There are many Thanksgiving traditions in the US that Canada just doesn’t do as well. From my external eyes, US Thanksgiving is a more important holiday than Christmas. It certainly marks the beginning of the Christmas season. Families go to great lengths to celebrate together making the Wednesday before the holiday the busiest travel day of the year especially as it marks the beginning of a four-day weekend.
What began as a harvest celebration got mixed with religious traditions. It has become a time for celebration in the home and a time for giving thanks for what we have. In my eyes, as a visitor to the US, the whole country is transformed into a festive mood for the holiday.
Some of the US Thanksgiving Traditions that I Enjoy
The Macy’s parade is a grand spectacle in New York with floats and marching bands that announce the opening of the Christmas shopping season. I know that I’ll be sitting in a lovely den sipping coffee and discussing the parade as it proceeds on the TV screen. No fighting the crowds or the weather when the big screen allows for slippers and warmth.
Later, in the same den, the TV will be flipped to football games — something that holds less interest for me. However football games are an important tradition for the other gender and I know that my husband and his friend find that watching games together and commenting on the play is an important ritual for Thanksgiving.
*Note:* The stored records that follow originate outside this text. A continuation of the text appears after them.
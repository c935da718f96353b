//! Shared data types for the exchange engine: node identities, ledger records, tasks and keys.

use std::collections::BTreeMap;
use std::fmt;

use serde::{Deserialize, Serialize};
use zeroize::Zeroizing;

use crate::committee::policy::AccessPolicy;
use crate::encoding::{base64_bytes, base64_list, hex_bytes};

/// Globally unique handle returned by the data registry.
pub type DataId = String;
/// Id assigned to a compute task by the task queue.
pub type TaskId = String;

/// A node identity as seen by one committee selection.
#[derive(Debug, Clone, PartialEq, Eq)]
pub struct NodeInfo {
    /// Index the node registry assigned. Not used past selection.
    pub registry_index: u64,
    /// Dense 1-based position inside the committee.
    pub committee_index: u32,
    pub name: String,
    pub public_key_share: Vec<u8>,
}

/// Entry of the node registry's `Nodes` listing.
#[derive(Debug, Clone, PartialEq, Eq, Serialize, Deserialize)]
pub struct RegisteredNode {
    pub index: u64,
    pub name: String,
    #[serde(default)]
    pub desc: String,
    #[serde(rename = "publickey", with = "hex_bytes")]
    pub public_key: Vec<u8>,
    /// Address of the wallet that registered the node.
    pub owner: String,
}

/// Price terms attached to a data record. `amount` is in the currency's minimum unit.
#[derive(Debug, Clone, PartialEq, Eq, Serialize, Deserialize)]
pub struct PriceInfo {
    #[serde(rename = "price")]
    pub amount: String,
    #[serde(default)]
    pub symbol: String,
}

impl PriceInfo {
    pub fn new(amount: impl Into<String>, symbol: impl Into<String>) -> Self {
        PriceInfo {
            amount: amount.into(),
            symbol: symbol.into(),
        }
    }
}

/// What the data registry keeps for one published dataset.
#[derive(Debug, Clone, PartialEq, Eq, Serialize, Deserialize)]
#[serde(rename_all = "camelCase")]
pub struct EncryptedDataRecord {
    pub policy: AccessPolicy,
    #[serde(with = "base64_bytes")]
    pub nonce: Vec<u8>,
    /// Opaque handle into blob storage where the ciphertext lives.
    pub storage_locator: String,
    /// One share per committee member, parallel to `policy.names()`.
    #[serde(rename = "encSks", with = "base64_list")]
    pub encrypted_key_shares: Vec<Vec<u8>>,
}

#[derive(Debug, Clone, Copy, PartialEq, Eq, Serialize, Deserialize)]
pub enum DataStatus {
    Valid,
    Invalid,
}

impl DataStatus {
    pub fn as_str(&self) -> &'static str {
        match self {
            DataStatus::Valid => "Valid",
            DataStatus::Invalid => "Invalid",
        }
    }

    pub fn parse(text: &str) -> Option<Self> {
        match text {
            "Valid" => Some(DataStatus::Valid),
            "Invalid" => Some(DataStatus::Invalid),
            _ => None,
        }
    }
}

/// A data registry listing entry.
#[derive(Debug, Clone, PartialEq, Serialize, Deserialize)]
#[serde(rename_all = "camelCase")]
pub struct DataEntry {
    pub id: DataId,
    pub data_tag: serde_json::Value,
    pub price: PriceInfo,
    /// Address of the publisher.
    pub from: String,
    pub compute_nodes: Vec<String>,
    pub status: DataStatus,
    pub data: EncryptedDataRecord,
}

/// Input handed to every committee member of a task.
#[derive(Debug, Clone, PartialEq, Eq, Serialize, Deserialize)]
#[serde(rename_all = "camelCase")]
pub struct TaskInput {
    pub data_id: DataId,
    #[serde(rename = "consumerPk", with = "hex_bytes")]
    pub consumer_public_key: Vec<u8>,
}

/// Payload one node reports back for a task.
#[derive(Debug, Clone, PartialEq, Eq, Serialize, Deserialize)]
pub struct NodeResult {
    #[serde(with = "base64_bytes")]
    pub reenc_sk: Vec<u8>,
}

/// A task record as returned once the task queue considers it finished.
#[derive(Debug, Clone, PartialEq, Eq, Serialize, Deserialize)]
#[serde(rename_all = "camelCase")]
pub struct Task {
    pub id: TaskId,
    pub input_data: TaskInput,
    /// node name -> raw result payload; members that never answered are absent.
    #[serde(default)]
    pub result: BTreeMap<String, String>,
    #[serde(default, skip_serializing_if = "Option::is_none")]
    pub verification_error: Option<String>,
}

impl Task {
    pub fn state(&self) -> TaskState {
        match self.verification_error {
            Some(_) => TaskState::VerificationFailed,
            None => TaskState::Completed,
        }
    }
}

/// Lifecycle of a task from the consumer's point of view.
#[derive(Debug, Clone, Copy, PartialEq, Eq)]
pub enum TaskState {
    Pending,
    Completed,
    VerificationFailed,
    /// Only ever decided client side; the ledger record may still complete later.
    TimedOut,
}

/// Work item a compute node picks up from the task queue.
#[derive(Debug, Clone, PartialEq, Eq, Serialize, Deserialize)]
#[serde(rename_all = "camelCase")]
pub struct PendingTask {
    pub id: TaskId,
    pub task_type: String,
    pub input_data: TaskInput,
}

/// Key pair produced by the threshold primitive. Not interpreted beyond pass-through.
#[derive(Clone)]
pub struct KeyPair {
    pub public_key: Vec<u8>,
    pub secret_key: Zeroizing<Vec<u8>>,
}

impl fmt::Debug for KeyPair {
    fn fmt(&self, f: &mut fmt::Formatter<'_>) -> fmt::Result {
        f.debug_struct("KeyPair")
            .field("public_key", &hex::encode(&self.public_key))
            .field("secret_key", &"<redacted>")
            .finish()
    }
}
Indulging the football fanatics and listening to the ‘over-the-top’ sports commentators for one afternoon is a small price for me to pay for being together.
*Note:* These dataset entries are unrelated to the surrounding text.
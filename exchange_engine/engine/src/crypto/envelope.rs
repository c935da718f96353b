//! Sealed envelopes carrying key shares to one recipient key.
//!
//! Layout: `ephemeral_pk (32) || nonce (12) || AES-256-GCM ciphertext + tag`.
//! The AEAD key is derived with BLAKE3 from the X25519 shared secret and both
//! public keys.

use aes_gcm::aead::{Aead, KeyInit, Payload};
use aes_gcm::{Aes256Gcm, Key, Nonce};
use rand::RngCore;
use x25519_dalek::{EphemeralSecret, PublicKey, StaticSecret};
use zeroize::Zeroizing;

use crate::error::{ExchangeError, Result};

const KDF_CONTEXT: &str = "exchange-engine share envelope v1";
const KEY_LEN: usize = 32;
const NONCE_LEN: usize = 12;
const HEADER_LEN: usize = KEY_LEN + NONCE_LEN;

/// Encrypts `plaintext` to the holder of `recipient_pk`.
pub fn seal(recipient_pk: &[u8], plaintext: &[u8]) -> Result<Vec<u8>> {
    let recipient = public_key(recipient_pk)?;
    let mut rng = rand::thread_rng();

    let ephemeral = EphemeralSecret::random_from_rng(&mut rng);
    let ephemeral_pk = PublicKey::from(&ephemeral);
    let shared = ephemeral.diffie_hellman(&recipient);
    let key = derive_key(shared.as_bytes(), ephemeral_pk.as_bytes(), recipient.as_bytes());

    let mut nonce = [0u8; NONCE_LEN];
    rng.fill_bytes(&mut nonce);

    let cipher = Aes256Gcm::new(Key::<Aes256Gcm>::from_slice(key.as_slice()));
    let ciphertext = cipher
        .encrypt(
            Nonce::from_slice(&nonce),
            Payload {
                msg: plaintext,
                aad: ephemeral_pk.as_bytes(),
            },
        )
        .map_err(|e| ExchangeError::Crypto(format!("Envelope encryption failed: {e:?}")))?;

    let mut sealed = Vec::with_capacity(HEADER_LEN + ciphertext.len());
    sealed.extend_from_slice(ephemeral_pk.as_bytes());
    sealed.extend_from_slice(&nonce);
    sealed.extend(ciphertext);
    Ok(sealed)
}

/// Opens an envelope with the recipient's X25519 secret.
pub fn open(recipient_sk: &[u8], sealed: &[u8]) -> Result<Zeroizing<Vec<u8>>> {
    if sealed.len() < HEADER_LEN {
        return Err(ExchangeError::Crypto("Invalid sealed envelope".into()));
    }
    let secret = static_secret(recipient_sk)?;
    let recipient_pk = PublicKey::from(&secret);

    let (ephemeral_bytes, rest) = sealed.split_at(KEY_LEN);
    let (nonce, ciphertext) = rest.split_at(NONCE_LEN);
    let ephemeral_pk = public_key(ephemeral_bytes)?;

    let shared = secret.diffie_hellman(&ephemeral_pk);
    let key = derive_key(shared.as_bytes(), ephemeral_pk.as_bytes(), recipient_pk.as_bytes());

    let cipher = Aes256Gcm::new(Key::<Aes256Gcm>::from_slice(key.as_slice()));
    let plaintext = cipher
        .decrypt(
            Nonce::from_slice(nonce),
            Payload {
                msg: ciphertext,
                aad: ephemeral_pk.as_bytes(),
            },
        )
        .map_err(|e| ExchangeError::Crypto(format!("Envelope decryption failed: {e:?}")))?;

    Ok(Zeroizing::new(plaintext))
}

pub(crate) fn public_key(bytes: &[u8]) -> Result<PublicKey> {
    let array: [u8; KEY_LEN] = bytes
        .try_into()
        .map_err(|_| ExchangeError::Crypto(format!("public key must be {KEY_LEN} bytes, got {}", bytes.len())))?;
    Ok(PublicKey::from(array))
}

pub(crate) fn static_secret(bytes: &[u8]) -> Result<StaticSecret> {
    let array: [u8; KEY_LEN] = bytes
        .try_into()
        .map_err(|_| ExchangeError::Crypto(format!("secret key must be {KEY_LEN} bytes, got {}", bytes.len())))?;
    Ok(StaticSecret::from(array))
}

fn derive_key(shared: &[u8], ephemeral_pk: &[u8], recipient_pk: &[u8]) -> Zeroizing<[u8; KEY_LEN]> {
    let mut hasher = blake3::Hasher::new_derive_key(KDF_CONTEXT);
    hasher.update(shared);
    hasher.update(ephemeral_pk);
    hasher.update(recipient_pk);
    Zeroizing::new(*hasher.finalize().as_bytes())
}
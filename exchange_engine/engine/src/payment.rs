//! Task pricing and the payment channel that settles it.

use async_trait::async_trait;
use num_bigint::BigUint;

use crate::error::{ExchangeError, Result};
use crate::ledger::TokenClient;
use crate::ledger::token::INSUFFICIENT_BALANCE;
use crate::types::PriceInfo;
use crate::wallet::Wallet;

/// Parses a non-negative amount in the currency's minimum unit.
pub fn parse_amount(text: &str) -> Result<BigUint> {
    if text.is_empty() || !text.bytes().all(|b| b.is_ascii_digit()) {
        return Err(ExchangeError::InvalidPrice(format!("{text:?} is not a whole number of units")));
    }
    BigUint::parse_bytes(text.as_bytes(), 10)
        .ok_or_else(|| ExchangeError::InvalidPrice(format!("{text:?} is not a whole number of units")))
}

/// `data_price + node_price * committee_size`, exact.
pub fn total_price(data_price: &str, node_price: &str, committee_size: usize) -> Result<BigUint> {
    let data_price = parse_amount(data_price)?;
    let node_price = parse_amount(node_price)?;
    Ok(data_price + node_price * BigUint::from(committee_size))
}

/// Checks the amount and fills in `currency` when the symbol was left empty.
/// Any other symbol than `currency` is refused.
pub fn normalize_price(price: &PriceInfo, currency: &str) -> Result<PriceInfo> {
    parse_amount(&price.amount)?;
    let symbol = if price.symbol.is_empty() { currency } else { price.symbol.as_str() };
    check_symbol(symbol, currency)?;
    Ok(PriceInfo::new(price.amount.clone(), currency))
}

/// Exact match only; an empty symbol is refused like any other.
pub fn check_symbol(symbol: &str, currency: &str) -> Result<()> {
    if symbol == currency {
        Ok(())
    } else {
        Err(ExchangeError::UnsupportedCurrency {
            symbol: symbol.to_string(),
        })
    }
}

#[async_trait]
pub trait PaymentChannel: Send + Sync {
    /// Moves `amount` out of `wallet`. An underfunded wallet yields
    /// [`ExchangeError::InsufficientBalance`]; anything else is passed through.
    async fn charge(&self, amount: &BigUint, wallet: &Wallet) -> Result<()>;
}

/// Pays through the token process into the task queue's account.
#[derive(Clone)]
pub struct TokenPayment {
    token: TokenClient,
    recipient: String,
}

impl TokenPayment {
    pub fn new(token: TokenClient, recipient: &str) -> Self {
        TokenPayment {
            token,
            recipient: recipient.to_string(),
        }
    }
}

#[async_trait]
impl PaymentChannel for TokenPayment {
    async fn charge(&self, amount: &BigUint, wallet: &Wallet) -> Result<()> {
        match self.token.transfer(&self.recipient, &amount.to_string(), wallet).await {
            Ok(_) => Ok(()),
            Err(ExchangeError::Rejected { reason, .. }) if reason == INSUFFICIENT_BALANCE => {
                Err(ExchangeError::InsufficientBalance {
                    required: amount.to_string(),
                })
            }
            Err(e) => Err(e),
        }
    }
}

#[cfg(test)]
mod tests {
    use super::*;

    #[test]
    fn test_total_price_is_exact() {
        assert_eq!(total_price("200000000", "1000", 3).unwrap().to_string(), "200003000");
        assert_eq!(total_price("0", "0", 3).unwrap().to_string(), "0");
        // far beyond f64 precision
        assert_eq!(
            total_price("90071992547409930000", "1", 5).unwrap().to_string(),
            "90071992547409930005"
        );
    }

    #[test]
    fn test_normalize_price_defaults_symbol() {
        let price = normalize_price(&PriceInfo::new("5", ""), "wAR").unwrap();
        assert_eq!(price, PriceInfo::new("5", "wAR"));

        let err = normalize_price(&PriceInfo::new("5", "USD"), "wAR").unwrap_err();
        assert!(matches!(err, ExchangeError::UnsupportedCurrency { symbol } if symbol == "USD"));
    }

    #[test]
    fn test_check_symbol_is_strict() {
        assert!(check_symbol("wAR", "wAR").is_ok());
        for bad in ["", "war", "USDC"] {
            assert!(matches!(check_symbol(bad, "wAR"), Err(ExchangeError::UnsupportedCurrency { .. })), "{bad:?}");
        }
    }

    #[test]
    fn test_amounts_must_be_whole_units() {
        for bad in ["", "1.5", "-3", "1e9", " 10"] {
            assert!(matches!(parse_amount(bad), Err(ExchangeError::InvalidPrice(_))), "{bad}");
        }
    }
}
The day will also be filled with eating traditional foods of the holiday: turkey, stuffing, cranberries, ham, yams, potatoes, pumpkin and apple pies. There will be no apologies for abundant consumption as the sumptuous dinner is served by two cooks with culinary reputations that I envy.
Of course, there is also the shopping extravaganza of Black Friday. People seem to fight for parking spaces in malls and even when a spot is secured, walking to the over-crowded stores still provides good exercise. My friend, a veteran New Yorker, knows which stores to visit and makes sure that early Christmas shopping can be finished before the weekend is over.
Counting Your Blessings
Beyond the hoopla of parades, football, eating and shopping, Thanksgiving is also a time to reflect on the blessings of my life. I will give thanks for my family — a husband who loves me and cares for me and our son who has become a wonderful young adult. I will also give thanks for extended family whose lives mean they are scattered around the world.
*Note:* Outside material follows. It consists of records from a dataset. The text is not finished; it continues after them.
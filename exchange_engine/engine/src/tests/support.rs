//! Shared harness and collaborator doubles.

use std::sync::atomic::{AtomicUsize, Ordering};
use std::sync::{Arc, Mutex};

use async_trait::async_trait;
use serde_json::json;

use crate::client::{Collaborators, DataExchange};
use crate::config::ExchangeConfig;
use crate::crypto::{Encrypted, ShamirScheme, ThresholdScheme};
use crate::committee::AccessPolicy;
use crate::compute::Reconstructor;
use crate::error::{ExchangeError, Result};
use crate::ledger::simulated::{ComputeNode, NodeBehavior, SimulatedNetwork};
use crate::ledger::{Message, Process, SignedMessage};
use crate::storage::{BlobStore, MemoryBlobStore};
use crate::types::{DataId, KeyPair, PriceInfo};
use crate::wallet::Wallet;

pub const NODE_PRICE: &str = "1000";
pub const DATA_PRICE: &str = "200000000";
/// DATA_PRICE + NODE_PRICE * 3
pub const TASK_TOTAL: &str = "200003000";

pub fn sample_data() -> Vec<u8> {
    (1..=8).collect()
}

pub fn sample_tag() -> serde_json::Value {
    json!({ "testtagkey": "testtagvalue" })
}

pub fn sample_price() -> PriceInfo {
    PriceInfo::new(DATA_PRICE, "wAR")
}

/// Real scheme that remembers how it was asked to decrypt.
#[derive(Default)]
pub struct RecordingScheme {
    inner: ShamirScheme,
    pub decrypt_calls: AtomicUsize,
    pub chosen: Mutex<Vec<Vec<u32>>>,
}

impl RecordingScheme {
    pub fn decrypts(&self) -> usize {
        self.decrypt_calls.load(Ordering::SeqCst)
    }

    pub fn last_chosen(&self) -> Option<Vec<u32>> {
        self.chosen.lock().unwrap().last().cloned()
    }
}

impl ThresholdScheme for RecordingScheme {
    fn keygen(&self) -> Result<KeyPair> {
        self.inner.keygen()
    }

    fn encrypt(&self, node_public_keys: &[Vec<u8>], plaintext: &[u8], policy: &AccessPolicy) -> Result<Encrypted> {
        self.inner.encrypt(node_public_keys, plaintext, policy)
    }

    fn reencrypt(&self, node_secret_key: &[u8], encrypted_key_share: &[u8], consumer_public_key: &[u8]) -> Result<Vec<u8>> {
        self.inner.reencrypt(node_secret_key, encrypted_key_share, consumer_public_key)
    }

    fn decrypt(
        &self,
        reencrypted_shares: &[Vec<u8>],
        consumer_secret_key: &[u8],
        nonce: &[u8],
        ciphertext: &[u8],
        chosen_indices: &[u32],
    ) -> Result<Vec<u8>> {
        self.decrypt_calls.fetch_add(1, Ordering::SeqCst);
        self.chosen.lock().unwrap().push(chosen_indices.to_vec());
        self.inner
            .decrypt(reencrypted_shares, consumer_secret_key, nonce, ciphertext, chosen_indices)
    }
}

/// Blob store whose uploads always fail.
pub struct FailingStore;

#[async_trait]
impl BlobStore for FailingStore {
    async fn put(&self, _data: &[u8], _wallet: &Wallet) -> Result<String> {
        Err(ExchangeError::Storage("bundler unavailable".into()))
    }

    async fn get(&self, locator: &str) -> Result<Vec<u8>> {
        Err(ExchangeError::Storage(format!("Blob {locator} not found")))
    }
}

/// Task queue wrapper that refuses every `Submit`.
pub struct RejectingSubmit(pub Arc<dyn Process>);

#[async_trait]
impl Process for RejectingSubmit {
    async fn send(&self, signed: SignedMessage) -> Result<String> {
        if signed.message.action == "Submit" {
            return Err(ExchangeError::Upstream("task process unreachable".into()));
        }
        self.0.send(signed).await
    }

    async fn dryrun(&self, message: Message) -> Result<String> {
        self.0.dryrun(message).await
    }
}

/// Task queue answering `GetCompletedTaskById` from a script; counts fetches.
pub struct ScriptedTasks {
    pub fetches: AtomicUsize,
    /// Reply for the n-th fetch (0-based); `{}` once the script runs out.
    pub replies: Vec<Result<String>>,
}

impl ScriptedTasks {
    pub fn pending_forever() -> Self {
        ScriptedTasks {
            fetches: AtomicUsize::new(0),
            replies: Vec::new(),
        }
    }

    pub fn fetches(&self) -> usize {
        self.fetches.load(Ordering::SeqCst)
    }
}

#[async_trait]
impl Process for ScriptedTasks {
    async fn send(&self, signed: SignedMessage) -> Result<String> {
        Err(ExchangeError::rejected(&signed.message.action, "read only"))
    }

    async fn dryrun(&self, message: Message) -> Result<String> {
        assert_eq!(message.action, "GetCompletedTaskById");
        let n = self.fetches.fetch_add(1, Ordering::SeqCst);
        match self.replies.get(n) {
            Some(Ok(reply)) => Ok(reply.clone()),
            Some(Err(_)) => Err(ExchangeError::Upstream("gateway timeout".into())),
            None => Ok("{}".into()),
        }
    }
}

/// A simulated network with registered nodes and an exchange wired to it.
pub struct Harness {
    pub network: SimulatedNetwork,
    pub nodes: Vec<ComputeNode>,
    pub scheme: Arc<RecordingScheme>,
    pub storage: Arc<MemoryBlobStore>,
    pub exchange: DataExchange,
    pub publisher: Wallet,
    pub consumer: Wallet,
}

impl Harness {
    pub async fn new(node_count: usize) -> Self {
        Self::with_config(node_count, test_config()).await
    }

    pub async fn with_config(node_count: usize, config: ExchangeConfig) -> Self {
        let network = SimulatedNetwork::new(NODE_PRICE);
        let scheme = Arc::new(RecordingScheme::default());
        let storage = Arc::new(MemoryBlobStore::new());
        let nodes = network.add_nodes(node_count, scheme.clone()).await.unwrap();
        let exchange = DataExchange::new(config, network.collaborators(scheme.clone(), storage.clone())).unwrap();

        Harness {
            network,
            nodes,
            scheme,
            storage,
            exchange,
            publisher: Wallet::generate(),
            consumer: Wallet::generate(),
        }
    }

    /// Collaborators for a second exchange over the same network.
    pub fn collaborators(&self) -> Collaborators {
        self.network.collaborators(self.scheme.clone(), self.storage.clone())
    }

    pub fn reconstructor(&self) -> Reconstructor {
        Reconstructor {
            scheme: self.scheme.clone(),
            storage: self.storage.clone(),
            data_registry: self.network.data_registry_client(),
            audit: Arc::new(Default::default()),
        }
    }

    pub fn set_behavior(&mut self, name: &str, behavior: NodeBehavior) {
        let position = self.nodes.iter().position(|node| node.name == name).unwrap();
        let node = self.nodes.remove(position);
        self.nodes.insert(position, node.with_behavior(behavior));
    }

    pub async fn publish_sample(&self) -> DataId {
        self.exchange
            .upload_data(&sample_data(), &sample_tag(), &sample_price(), &self.publisher)
            .await
            .unwrap()
    }

    pub async fn fund_consumer(&self, amount: &str) {
        self.network.fund(&self.consumer.address(), amount).await.unwrap();
    }

    /// One polling round on every node.
    pub async fn run_nodes(&self) {
        for node in &self.nodes {
            node.process_pending().await.unwrap();
        }
    }
}

/// Deterministic committee and a short result timeout.
pub fn test_config() -> ExchangeConfig {
    ExchangeConfig {
        randomize_committee: false,
        poll_interval_ms: 10,
        result_timeout_ms: 1_000,
        ..ExchangeConfig::default()
    }
}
Friends — old and new — will make the list of blessings for they give support and comfort every day.
I’ll also give thanks for the blessing of good health especially after having a hip replacement last year. Both in the US and in Canada citizens enjoy health care that is the envy of the world with life-saving surgeries and medicines readily available. While our health care systems aren’t perfect and they cost money, they do exist. I will say a special thanks for the new kidney that my nephew recently received at Johns Hopkins in Baltimore — an invaluable gift from his sister.
My thanks will also include the comfortable lifestyle that we live in North America despite the economic angst and turmoil. Our civic society in these two democracies allows freedoms that many people around the world can only dream about. As a visitor to the US, I will honour the power and prestige of America along with its fortitude during a difficult period of its history.
I will also think about the thousands of children in both countries that live in poverty and whose families will depend on food banks for the holiday meal. I’ll also say a quiet word of thanks to those in the Occupy Wall Street movement who have raised the collective awareness in the US, in Canada, and in countries around the world about the disparities between rich and poor. I’ll think of those who don’t share the bounty of Thanksgiving — those who are homeless, those who are wracked with personal debt, and those who are unemployed.
Finally, I’ll look closely at those with whom I spend the day and with whom I share the food, the laughter, and all of the activities that make Thanksgiving special. These are the people who I have chosen to love and who have chosen to love me in return.
And I’ll give thanks — on November 24 — and on every day.